(Stored data entries)
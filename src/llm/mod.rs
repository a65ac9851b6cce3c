//! LLM 客户端抽象与实现（OpenAI 兼容 / Mock）

pub mod mock;
pub mod openai;
pub mod traits;

pub use mock::MockLlmClient;
pub use openai::{OpenAiClient, TokenUsage};
pub use traits::LlmClient;
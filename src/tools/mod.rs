//! 工具层：注册表、能力后端客户端与五类能力工具

pub mod backend;
pub mod campaign;
pub mod creative;
pub mod landing;
pub mod market;
pub mod registry;
pub mod report;
pub mod schema;

pub use backend::CapabilityClient;
pub use campaign::{CampaignBudgetTool, CampaignDeleteTool, CampaignListTool, CampaignPauseTool};
pub use creative::CreativeGenerateTool;
pub use landing::LandingPageTool;
pub use market::MarketInsightTool;
pub use registry::{
    param_presets, required_params, Billing, RiskLevel, Tool, ToolCategory, ToolError,
    ToolRegistry,
};
pub use report::ReportQueryTool;
pub use schema::planner_output_schema_json;
//! 创意生成工具
//!
//! 多张图为多次子调用，按预估先扣费、失败退回未消耗部分（Upfront 计费）。
//! style 未指定时由 Evaluator 以预设选项形式向用户询问。

use std::sync::Arc;

use async_trait::async_trait;
use serde_json::Value;

use crate::tools::backend::CapabilityClient;
use crate::tools::registry::{Billing, Tool, ToolCategory, ToolError};

/// 单张创意的点数单价
const CREDITS_PER_IMAGE: u32 = 5;

pub struct CreativeGenerateTool {
    client: Arc<CapabilityClient>,
}

impl CreativeGenerateTool {
    pub fn new(client: Arc<CapabilityClient>) -> Self {
        Self { client }
    }
}

#[async_trait]
impl Tool for CreativeGenerateTool {
    fn name(&self) -> &str {
        "creative_generate"
    }

    fn description(&self) -> &str {
        "根据文案与风格生成广告创意图片，返回图片 URL 列表与 creative_id"
    }

    fn category(&self) -> ToolCategory {
        ToolCategory::Creative
    }

    fn billing(&self) -> Billing {
        Billing::Upfront
    }

    fn parameters_schema(&self) -> Value {
        serde_json::json!({
            "type": "object",
            "properties": {
                "prompt": { "type": "string", "description": "创意文案 / 画面描述" },
                "style": {
                    "type": "string",
                    "description": "视觉风格",
                    "enum": ["简约", "国潮", "科技感", "轻奢"]
                },
                "count": { "type": "integer", "description": "生成张数，默认 1" }
            },
            "required": ["prompt", "style"]
        })
    }

    fn estimate_cost(&self, params: &Value) -> u32 {
        let count = params["count"].as_u64().unwrap_or(1).max(1) as u32;
        CREDITS_PER_IMAGE * count
    }

    async fn invoke(&self, params: Value, operation_id: &str) -> Result<Value, ToolError> {
        self.client
            .call("creative/generate", &params, operation_id)
            .await
    }
}

#[cfg(test)]
mod tests {
    use super::*;

    #[test]
    fn test_cost_scales_with_count() {
        let tool = CreativeGenerateTool::new(Arc::new(CapabilityClient::new("http://localhost", 5)));
        assert_eq!(tool.estimate_cost(&serde_json::json!({})), 5);
        assert_eq!(tool.estimate_cost(&serde_json::json!({"count": 4})), 20);
    }
}
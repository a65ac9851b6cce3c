//! 编排主循环（状态机）
//!
//! ROUTING -> PLANNING -> (AWAITING_CONFIRMATION ⇄ PLANNING) -> EXECUTING ->
//! PLANNING | RESPONDING -> PERSISTING -> END。
//! AWAITING_CONFIRMATION 是唯一跨用户轮次存活的状态：循环退出前把 AgentState
//! 快照落库，下一条用户消息携带应答重入。任何不可恢复失败仍会经过
//! RESPONDING/PERSISTING，保证用户总能得到解释。

use tokio::sync::mpsc::UnboundedSender;
use tokio_util::sync::CancellationToken;

use crate::agent::context::ContextManager;
use crate::agent::evaluator::{Decision, Evaluator};
use crate::agent::events::{send_event, AgentEvent};
use crate::agent::executor::StepExecutor;
use crate::agent::intent::{categories_for, IntentRecognizer};
use crate::agent::interaction::{self, ResumeOutcome};
use crate::agent::planner::{parse_planner_output, Planner, PlannerOutput};
use crate::agent::response::ResponseGenerator;
use crate::core::state::{AgentState, InteractionScope, LoopPhase, PendingInteraction};
use crate::memory::{round_count, Message, MemoryStore};
use crate::plan::{Complexity, PlanGraph, PlanStep, StepError, StepResult};
use crate::tools::{planner_output_schema_json, ToolRegistry};

/// 流式回复时每段字符数（模拟打字效果）
const CHUNK_CHARS: usize = 6;
/// 观察结果写回对话的预览上限
const OBSERVATION_PREVIEW_CHARS: usize = 200;
/// 持久化失败的有限重试次数
const PERSIST_ATTEMPTS: u32 = 2;

/// 单轮编排的结果
#[derive(Debug)]
pub struct TurnOutcome {
    /// 最终回复；挂起等待确认时为 None（问题经 confirmation_request 事件送出）
    pub response: Option<String>,
    pub awaiting: bool,
}

/// 循环内部的推进结果
enum Drive {
    /// 转入回复阶段；Some 为已定稿的直接回复（规划直答或澄清）
    Respond(Option<String>),
    /// 已挂起等待用户应答
    Awaiting,
}

enum ExecOutcome {
    Completed,
    Awaiting,
}

/// 单轮编排的全部依赖（参数封装，避免长参数列表）
pub struct OrchestrationTurn<'a> {
    pub planner: &'a Planner,
    pub evaluator: &'a Evaluator,
    pub executor: &'a StepExecutor,
    pub context: &'a ContextManager,
    pub response: &'a ResponseGenerator,
    pub intent: &'a IntentRecognizer,
    pub registry: &'a ToolRegistry,
    pub memory: &'a dyn MemoryStore,
    pub event_tx: Option<&'a UnboundedSender<AgentEvent>>,
    pub cancel: CancellationToken,
    /// 意图置信度低于该值时改为澄清提问
    pub intent_confidence_threshold: f32,
    /// 计划总预估超过该值时需整体确认
    pub plan_cost_threshold: u32,
    /// 规划轮数上限（探索式追加规划含在内）
    pub max_rounds: u32,
}
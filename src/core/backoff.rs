//! 重试退避策略
//!
//! 指数退避：基础延迟逐次翻倍，叠加小幅随机抖动，封顶于最大延迟；
//! 重试次数由上限约束（默认 3 次）。仅 Executor 对工具调用使用，规划调用失败不重试。

use std::time::Duration;

use rand::Rng;

#[derive(Debug, Clone)]
pub struct RetryPolicy {
    /// 总尝试次数上限（含首次）
    pub max_attempts: u32,
    pub base_delay: Duration,
    pub max_delay: Duration,
}

impl RetryPolicy {
    pub fn new(max_attempts: u32, base_delay: Duration, max_delay: Duration) -> Self {
        Self {
            max_attempts: max_attempts.max(1),
            base_delay,
            max_delay,
        }
    }

    /// 第 attempt 次失败后的等待时长（attempt 从 1 起）：base * 2^(attempt-1) + 抖动
    pub fn delay_for(&self, attempt: u32) -> Duration {
        let exp = attempt.saturating_sub(1).min(16);
        let backoff = self
            .base_delay
            .saturating_mul(1u32 << exp)
            .min(self.max_delay);
        backoff + self.jitter()
    }

    /// 抖动上限取 base 的四分之一，保证翻倍序列仍然严格递增
    fn jitter(&self) -> Duration {
        let cap = (self.base_delay.as_millis() as u64 / 4).max(1);
        Duration::from_millis(rand::rng().random_range(0..cap))
    }
}

impl Default for RetryPolicy {
    fn default() -> Self {
        Self::new(3, Duration::from_millis(500), Duration::from_secs(8))
    }
}

#[cfg(test)]
mod tests {
    use super::*;

    #[test]
    fn test_delays_strictly_increase_below_cap() {
        let policy = RetryPolicy::new(3, Duration::from_millis(100), Duration::from_secs(8));
        let d1 = policy.delay_for(1);
        let d2 = policy.delay_for(2);
        let d3 = policy.delay_for(3);
        // 抖动上限 25ms，小于每次翻倍的增量
        assert!(d2 > d1);
        assert!(d3 > d2);
    }

    #[test]
    fn test_delay_capped() {
        let policy = RetryPolicy::new(10, Duration::from_millis(500), Duration::from_secs(2));
        let d = policy.delay_for(10);
        assert!(d <= Duration::from_secs(2) + Duration::from_millis(125));
    }
}
//! 计划管理工具族：查询 / 暂停 / 调预算 / 删除
//!
//! 暂停与删除是不可逆操作（Destructive），Evaluator 会强制人工确认；
//! 调预算按预算额折算点数当量参与费用阈值判断（触发「高花费需确认」）。

use std::sync::Arc;

use async_trait::async_trait;
use serde_json::Value;

use crate::tools::backend::CapabilityClient;
use crate::tools::registry::{RiskLevel, Tool, ToolCategory, ToolError};

/// 预算金额（元）折算点数当量的分母；仅用于费用阈值判断，不实际扣点
const BUDGET_COST_DIVISOR: u64 = 10;

pub struct CampaignListTool {
    client: Arc<CapabilityClient>,
}

impl CampaignListTool {
    pub fn new(client: Arc<CapabilityClient>) -> Self {
        Self { client }
    }
}

#[async_trait]
impl Tool for CampaignListTool {
    fn name(&self) -> &str {
        "campaign_list"
    }

    fn description(&self) -> &str {
        "查询账户下的投放计划列表（支持按状态/消耗排序），返回 campaign_id、名称与预算"
    }

    fn category(&self) -> ToolCategory {
        ToolCategory::Campaign
    }

    fn parameters_schema(&self) -> Value {
        serde_json::json!({
            "type": "object",
            "properties": {
                "status": { "type": "string", "description": "可选：active / paused / all" },
                "order_by": { "type": "string", "description": "可选：spend / ctr / created_at" },
                "limit": { "type": "integer", "description": "可选：返回条数" }
            },
            "required": []
        })
    }

    async fn invoke(&self, params: Value, operation_id: &str) -> Result<Value, ToolError> {
        self.client.call("campaign/list", &params, operation_id).await
    }
}

pub struct CampaignPauseTool {
    client: Arc<CapabilityClient>,
}

impl CampaignPauseTool {
    pub fn new(client: Arc<CapabilityClient>) -> Self {
        Self { client }
    }
}

#[async_trait]
impl Tool for CampaignPauseTool {
    fn name(&self) -> &str {
        "campaign_pause"
    }

    fn description(&self) -> &str {
        "暂停一个正在投放的计划；不可自动恢复，需用户手动重启"
    }

    fn category(&self) -> ToolCategory {
        ToolCategory::Campaign
    }

    fn risk_level(&self) -> RiskLevel {
        RiskLevel::Destructive
    }

    fn parameters_schema(&self) -> Value {
        serde_json::json!({
            "type": "object",
            "properties": {
                "campaign_id": { "type": "string", "description": "要暂停的计划 ID" }
            },
            "required": ["campaign_id"]
        })
    }

    async fn invoke(&self, params: Value, operation_id: &str) -> Result<Value, ToolError> {
        self.client.call("campaign/pause", &params, operation_id).await
    }
}

pub struct CampaignBudgetTool {
    client: Arc<CapabilityClient>,
}

impl CampaignBudgetTool {
    pub fn new(client: Arc<CapabilityClient>) -> Self {
        Self { client }
    }
}

#[async_trait]
impl Tool for CampaignBudgetTool {
    fn name(&self) -> &str {
        "campaign_update_budget"
    }

    fn description(&self) -> &str {
        "修改计划日预算（元）；大额调整会要求用户确认"
    }

    fn category(&self) -> ToolCategory {
        ToolCategory::Campaign
    }

    fn risk_level(&self) -> RiskLevel {
        RiskLevel::High
    }

    fn parameters_schema(&self) -> Value {
        serde_json::json!({
            "type": "object",
            "properties": {
                "campaign_id": { "type": "string", "description": "计划 ID" },
                "daily_budget": { "type": "number", "description": "新的日预算（元）" }
            },
            "required": ["campaign_id", "daily_budget"]
        })
    }

    /// 预算额折算为点数当量，驱动费用阈值确认；本身不扣点
    fn estimate_cost(&self, params: &Value) -> u32 {
        let budget = params["daily_budget"].as_f64().unwrap_or(0.0).max(0.0) as u64;
        (budget / BUDGET_COST_DIVISOR) as u32
    }

    async fn invoke(&self, params: Value, operation_id: &str) -> Result<Value, ToolError> {
        self.client
            .call("campaign/update-budget", &params, operation_id)
            .await
    }
}

pub struct CampaignDeleteTool {
    client: Arc<CapabilityClient>,
}

impl CampaignDeleteTool {
    pub fn new(client: Arc<CapabilityClient>) -> Self {
        Self { client }
    }
}

#[async_trait]
impl Tool for CampaignDeleteTool {
    fn name(&self) -> &str {
        "campaign_delete"
    }

    fn description(&self) -> &str {
        "删除计划及其投放记录；不可恢复"
    }

    fn category(&self) -> ToolCategory {
        ToolCategory::Campaign
    }

    fn risk_level(&self) -> RiskLevel {
        RiskLevel::Destructive
    }

    fn parameters_schema(&self) -> Value {
        serde_json::json!({
            "type": "object",
            "properties": {
                "campaign_id": { "type": "string", "description": "要删除的计划 ID" }
            },
            "required": ["campaign_id"]
        })
    }

    async fn invoke(&self, params: Value, operation_id: &str) -> Result<Value, ToolError> {
        self.client
            .call("campaign/delete", &params, operation_id)
            .await
    }
}

#[cfg(test)]
mod tests {
    use super::*;

    #[test]
    fn test_budget_cost_equivalent() {
        let tool = CampaignBudgetTool::new(Arc::new(CapabilityClient::new("http://localhost", 5)));
        assert_eq!(
            tool.estimate_cost(&serde_json::json!({"daily_budget": 2000.0})),
            200
        );
        assert_eq!(tool.estimate_cost(&serde_json::json!({})), 0);
    }
}
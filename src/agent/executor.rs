//! Executor：单步执行与并发派发
//!
//! 单步流程：解析符号引用 -> 点数校验 -> （Upfront 先扣费）-> 带超时调用工具 ->
//! 成功扣费 / 失败按瞬时性退避重试，重试耗尽时退回未消耗的预扣点数。
//! 扣费与退款的 operation_id 由 (session_id, step_id) 派生，重试天然幂等。
//! 互不依赖的就绪步骤并发派发（信号量限流），结果按完成顺序返回、带 step_id 标记。

use std::sync::Arc;
use std::time::{Duration, Instant};

use serde_json::Value;
use tokio::sync::mpsc::UnboundedSender;
use tokio::sync::Semaphore;
use tokio::task::JoinSet;
use tokio::time::timeout;
use tokio_util::sync::CancellationToken;

use crate::agent::events::AgentEvent;
use crate::core::backoff::RetryPolicy;
use crate::credit::CreditGateway;
use crate::plan::{PlanStep, StepError, StepResult};
use crate::tools::{Billing, ToolError, ToolRegistry};

/// 步骤执行器；字段均为共享句柄，clone 成本低，供并发派发时随任务移动
#[derive(Clone)]
pub struct StepExecutor {
    registry: Arc<ToolRegistry>,
    credit: Arc<dyn CreditGateway>,
    retry: RetryPolicy,
    call_timeout: Duration,
    semaphore: Arc<Semaphore>,
}

impl StepExecutor {
    pub fn new(
        registry: Arc<ToolRegistry>,
        credit: Arc<dyn CreditGateway>,
        retry: RetryPolicy,
        call_timeout: Duration,
        max_concurrent: usize,
    ) -> Self {
        Self {
            registry,
            credit,
            retry,
            call_timeout,
            semaphore: Arc::new(Semaphore::new(max_concurrent.max(1))),
        }
    }

    /// 执行一个依赖已全部满足的步骤
    pub async fn run_step(
        &self,
        session_id: &str,
        user_id: &str,
        step: &PlanStep,
        prior: &[StepResult],
        event_tx: Option<UnboundedSender<AgentEvent>>,
        cancel: &CancellationToken,
    ) -> StepResult {
        let Some(tool) = self.registry.get(&step.tool) else {
            return StepResult::failed(
                step.id,
                &step.tool,
                StepError::new("unknown_tool", format!("未注册的工具 {}", step.tool)),
            );
        };

        // 1. 符号引用解析；缺失引用是计划级错误，不重试
        let resolved = match resolve_params(&step.params, prior) {
            Ok(v) => v,
            Err(msg) => {
                return StepResult::failed(step.id, &step.tool, StepError::new("invalid_reference", msg));
            }
        };

        // 2. 点数校验：不足则短路，不调用也不扣费
        let estimate = tool.estimate_cost(&resolved);
        if estimate > 0 {
            match self.credit.check(user_id, estimate).await {
                Ok(true) => {}
                Ok(false) => {
                    return StepResult::failed(
                        step.id,
                        &step.tool,
                        StepError::insufficient_credit(estimate),
                    );
                }
                Err(e) => {
                    return StepResult::failed(
                        step.id,
                        &step.tool,
                        StepError::new(e.code(), e.to_string()),
                    );
                }
            }
        }

        let op_id = format!("{session_id}:{}", step.id);
        let upfront = tool.billing() == Billing::Upfront && estimate > 0;
        if upfront {
            if let Err(e) = self.credit.deduct(user_id, estimate, &op_id).await {
                return StepResult::failed(step.id, &step.tool, StepError::new(e.code(), e.to_string()));
            }
        }

        if let Some(tx) = &event_tx {
            let _ = tx.send(AgentEvent::ToolStart {
                tool: step.tool.clone(),
            });
        }

        // 3-5. 带超时调用 + 指数退避重试
        let start = Instant::now();
        let mut attempt = 0u32;
        let mut last_err: ToolError;
        loop {
            attempt += 1;

            if cancel.is_cancelled() {
                if upfront {
                    let _ = self
                        .credit
                        .refund(user_id, estimate, &format!("{op_id}:refund"))
                        .await;
                }
                return StepResult::failed(step.id, &step.tool, StepError::cancelled_by_user());
            }

            let outcome = {
                let _permit = self
                    .semaphore
                    .clone()
                    .acquire_owned()
                    .await
                    .expect("tool semaphore closed");
                timeout(self.call_timeout, tool.invoke(resolved.clone(), &op_id)).await
            };

            match outcome {
                Ok(Ok(payload)) => {
                    let actual = payload["credits_consumed"]
                        .as_u64()
                        .map(|v| v as u32)
                        .unwrap_or(estimate);
                    if upfront {
                        if actual < estimate {
                            let _ = self
                                .credit
                                .refund(user_id, estimate - actual, &format!("{op_id}:refund"))
                                .await;
                        }
                    } else if actual > 0 {
                        if let Err(e) = self.credit.deduct(user_id, actual, &op_id).await {
                            tracing::warn!(step = step.id, error = %e, "deduct after success failed");
                        }
                    }

                    self.audit(&step.tool, true, "ok", attempt, start.elapsed());
                    if let Some(tx) = &event_tx {
                        let _ = tx.send(AgentEvent::ToolComplete {
                            tool: step.tool.clone(),
                            result: payload.clone(),
                        });
                    }
                    return StepResult::ok(step.id, &step.tool, payload, actual);
                }
                Ok(Err(err)) => {
                    last_err = err;
                }
                Err(_elapsed) => {
                    // 超时按瞬时失败处理，进入重试
                    last_err = ToolError::transient(format!(
                        "timed out after {}s",
                        self.call_timeout.as_secs()
                    ));
                }
            }

            if last_err.retryable && attempt < self.retry.max_attempts {
                let delay = self.retry.delay_for(attempt);
                if let Some(tx) = &event_tx {
                    let _ = tx.send(AgentEvent::StepRetrying {
                        tool: step.tool.clone(),
                        attempt,
                        delay_ms: delay.as_millis() as u64,
                    });
                }
                tracing::debug!(
                    tool = %step.tool,
                    attempt,
                    delay_ms = delay.as_millis() as u64,
                    "transient failure, backing off"
                );
                tokio::time::sleep(delay).await;
                continue;
            }

            // 6. 重试耗尽或不可重试：落失败，退回未消耗的预扣部分
            if upfront {
                let unconsumed = estimate.saturating_sub(last_err.consumed);
                if unconsumed > 0 {
                    let _ = self
                        .credit
                        .refund(user_id, unconsumed, &format!("{op_id}:refund"))
                        .await;
                }
            }
            let outcome_tag = if last_err.retryable { "exhausted" } else { "error" };
            self.audit(&step.tool, false, outcome_tag, attempt, start.elapsed());

            let code = if last_err.retryable {
                "connectivity"
            } else {
                "tool_execution"
            };
            let mut result =
                StepResult::failed(step.id, &step.tool, StepError::new(code, last_err.message));
            result.credits_spent = if upfront { last_err.consumed } else { 0 };
            return result;
        }
    }

    /// 并发派发一批互不依赖的就绪步骤；等待全部结束后按完成顺序返回
    pub async fn dispatch(
        &self,
        session_id: &str,
        user_id: &str,
        steps: Vec<PlanStep>,
        prior: &[StepResult],
        event_tx: Option<UnboundedSender<AgentEvent>>,
        cancel: &CancellationToken,
    ) -> Vec<StepResult> {
        let prior: Arc<Vec<StepResult>> = Arc::new(prior.to_vec());
        let mut join_set = JoinSet::new();

        for step in steps {
            let executor = self.clone();
            let session_id = session_id.to_string();
            let user_id = user_id.to_string();
            let prior = prior.clone();
            let event_tx = event_tx.clone();
            let cancel = cancel.clone();
            join_set.spawn(async move {
                executor
                    .run_step(&session_id, &user_id, &step, &prior, event_tx, &cancel)
                    .await
            });
        }

        let mut results = Vec::new();
        while let Some(joined) = join_set.join_next().await {
            match joined {
                Ok(result) => results.push(result),
                Err(e) => tracing::error!(error = %e, "step task panicked"),
            }
        }
        results
    }

    /// 每次工具调用一条结构化审计日志
    fn audit(&self, tool: &str, ok: bool, outcome: &str, attempts: u32, elapsed: Duration) {
        let audit = serde_json::json!({
            "event": "tool_audit",
            "tool": tool,
            "ok": ok,
            "outcome": outcome,
            "attempts": attempts,
            "duration_ms": elapsed.as_millis() as u64,
        });
        tracing::info!(audit = %audit.to_string(), "tool");
    }
}

/// 递归解析符号引用：{"$step": N, "$path": "data.xxx[0]"} 替换为前序结果中的值
pub fn resolve_params(params: &Value, prior: &[StepResult]) -> Result<Value, String> {
    match params {
        Value::Object(map) => {
            if let Some(step_id) = map.get("$step").and_then(|v| v.as_u64()) {
                let result = prior
                    .iter()
                    .find(|r| r.step_id == step_id as u32)
                    .ok_or_else(|| format!("引用的步骤 {step_id} 没有结果"))?;
                if !result.success {
                    return Err(format!("引用的步骤 {step_id} 未成功"));
                }
                return match map.get("$path").and_then(|v| v.as_str()) {
                    Some(path) => extract_path(&result.payload, path)
                        .ok_or_else(|| format!("步骤 {step_id} 的结果中不存在路径 {path}")),
                    None => Ok(result.payload.clone()),
                };
            }
            let mut out = serde_json::Map::new();
            for (k, v) in map {
                out.insert(k.clone(), resolve_params(v, prior)?);
            }
            Ok(Value::Object(out))
        }
        Value::Array(arr) => {
            let mut out = Vec::with_capacity(arr.len());
            for v in arr {
                out.push(resolve_params(v, prior)?);
            }
            Ok(Value::Array(out))
        }
        other => Ok(other.clone()),
    }
}

/// 按点分路径取值，段内支持 [idx] 下标：如 "campaigns[0].id"
fn extract_path(value: &Value, path: &str) -> Option<Value> {
    let mut cursor = value;
    for segment in path.split('.') {
        let (field, indices) = parse_segment(segment);
        if !field.is_empty() {
            cursor = cursor.get(field)?;
        }
        for idx in indices {
            cursor = cursor.get(idx)?;
        }
    }
    Some(cursor.clone())
}

fn parse_segment(segment: &str) -> (&str, Vec<usize>) {
    match segment.find('[') {
        None => (segment, Vec::new()),
        Some(pos) => {
            let field = &segment[..pos];
            let indices = segment[pos..]
                .split('[')
                .filter(|s| !s.is_empty())
                .filter_map(|s| s.trim_end_matches(']').parse().ok())
                .collect();
            (field, indices)
        }
    }
}
//! 行情洞察工具

use std::sync::Arc;

use async_trait::async_trait;
use serde_json::Value;

use crate::tools::backend::CapabilityClient;
use crate::tools::registry::{Tool, ToolCategory, ToolError};

pub struct MarketInsightTool {
    client: Arc<CapabilityClient>,
}

impl MarketInsightTool {
    pub fn new(client: Arc<CapabilityClient>) -> Self {
        Self { client }
    }
}

#[async_trait]
impl Tool for MarketInsightTool {
    fn name(&self) -> &str {
        "market_insight"
    }

    fn description(&self) -> &str {
        "查询行业大盘与竞品投放热度，返回热门素材方向与出价区间"
    }

    fn category(&self) -> ToolCategory {
        ToolCategory::Market
    }

    fn parameters_schema(&self) -> Value {
        serde_json::json!({
            "type": "object",
            "properties": {
                "industry": { "type": "string", "description": "行业，如 美妆 / 游戏 / 教育" },
                "keyword": { "type": "string", "description": "可选：聚焦的关键词" }
            },
            "required": ["industry"]
        })
    }

    fn estimate_cost(&self, _params: &Value) -> u32 {
        2
    }

    async fn invoke(&self, params: Value, operation_id: &str) -> Result<Value, ToolError> {
        self.client
            .call("market/insight", &params, operation_id)
            .await
    }
}
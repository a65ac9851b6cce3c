//! 编排过程事件：经 SSE 等传输层逐行推送给前端
//!
//! 每个事件是一个带 type 标签的小对象；消费方必须忽略未知类型以保持向前兼容。

use serde::Serialize;

use crate::plan::{ConfirmOption, InteractionKind};

/// 流式事件（序列化为 JSON，一行一个）
#[derive(Debug, Clone, Serialize)]
#[serde(tag = "type", rename_all = "snake_case")]
pub enum AgentEvent {
    /// 最终回复的增量文本
    Token { content: String },
    /// 正在调用模型规划
    Thinking,
    /// 计划已生成
    PlanReady {
        goal: String,
        steps: usize,
        estimated_cost: u32,
    },
    /// 某步骤开始调用工具
    ToolStart { tool: String },
    /// 工具调用结束
    ToolComplete {
        tool: String,
        result: serde_json::Value,
    },
    /// 瞬时失败后的退避重试
    StepRetrying {
        tool: String,
        attempt: u32,
        delay_ms: u64,
    },
    /// 需要用户确认 / 选择 / 输入
    ConfirmationRequest {
        question: String,
        kind: InteractionKind,
        options: Vec<ConfirmOption>,
        step_id: u32,
    },
    /// 正常结束标记
    Done,
    /// 不可恢复失败；code 仅供排障，文案面向用户
    Error { code: String, message: String },
}

/// 事件发送的便捷封装：接收端关闭时静默丢弃
pub fn send_event(tx: &Option<&tokio::sync::mpsc::UnboundedSender<AgentEvent>>, ev: AgentEvent) {
    if let Some(t) = tx {
        let _ = t.send(ev);
    }
}

#[cfg(test)]
mod tests {
    use super::*;

    #[test]
    fn test_event_wire_format() {
        let ev = AgentEvent::Token {
            content: "已为".into(),
        };
        let json = serde_json::to_value(&ev).unwrap();
        assert_eq!(json["type"], "token");
        assert_eq!(json["content"], "已为");

        let ev = AgentEvent::ToolStart {
            tool: "campaign_pause".into(),
        };
        assert_eq!(serde_json::to_value(&ev).unwrap()["type"], "tool_start");

        let ev = AgentEvent::Done;
        assert_eq!(serde_json::to_value(&ev).unwrap()["type"], "done");
    }
}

• **Action item**: Look over the records above, and wherever a line contains the string "return", copy that line.

• **Result**:
            return StepResult::failed(
                return StepResult::failed(step.id, &step.tool, StepError::new("invalid_reference", msg));
                    return StepResult::failed(
                    return StepResult::failed(
                return StepResult::failed(step.id, &step.tool, StepError::new(e.code(), e.to_string()));
                return StepResult::failed(step.id, &step.tool, StepError::cancelled_by_user());
                    return StepResult::ok(step.id, &step.tool, payload, actual);
            return result;
                    return Err(format!("引用的步骤 {step_id} 未成功"));
                return match map.get("$path").and_then(|v| v.as_str()) {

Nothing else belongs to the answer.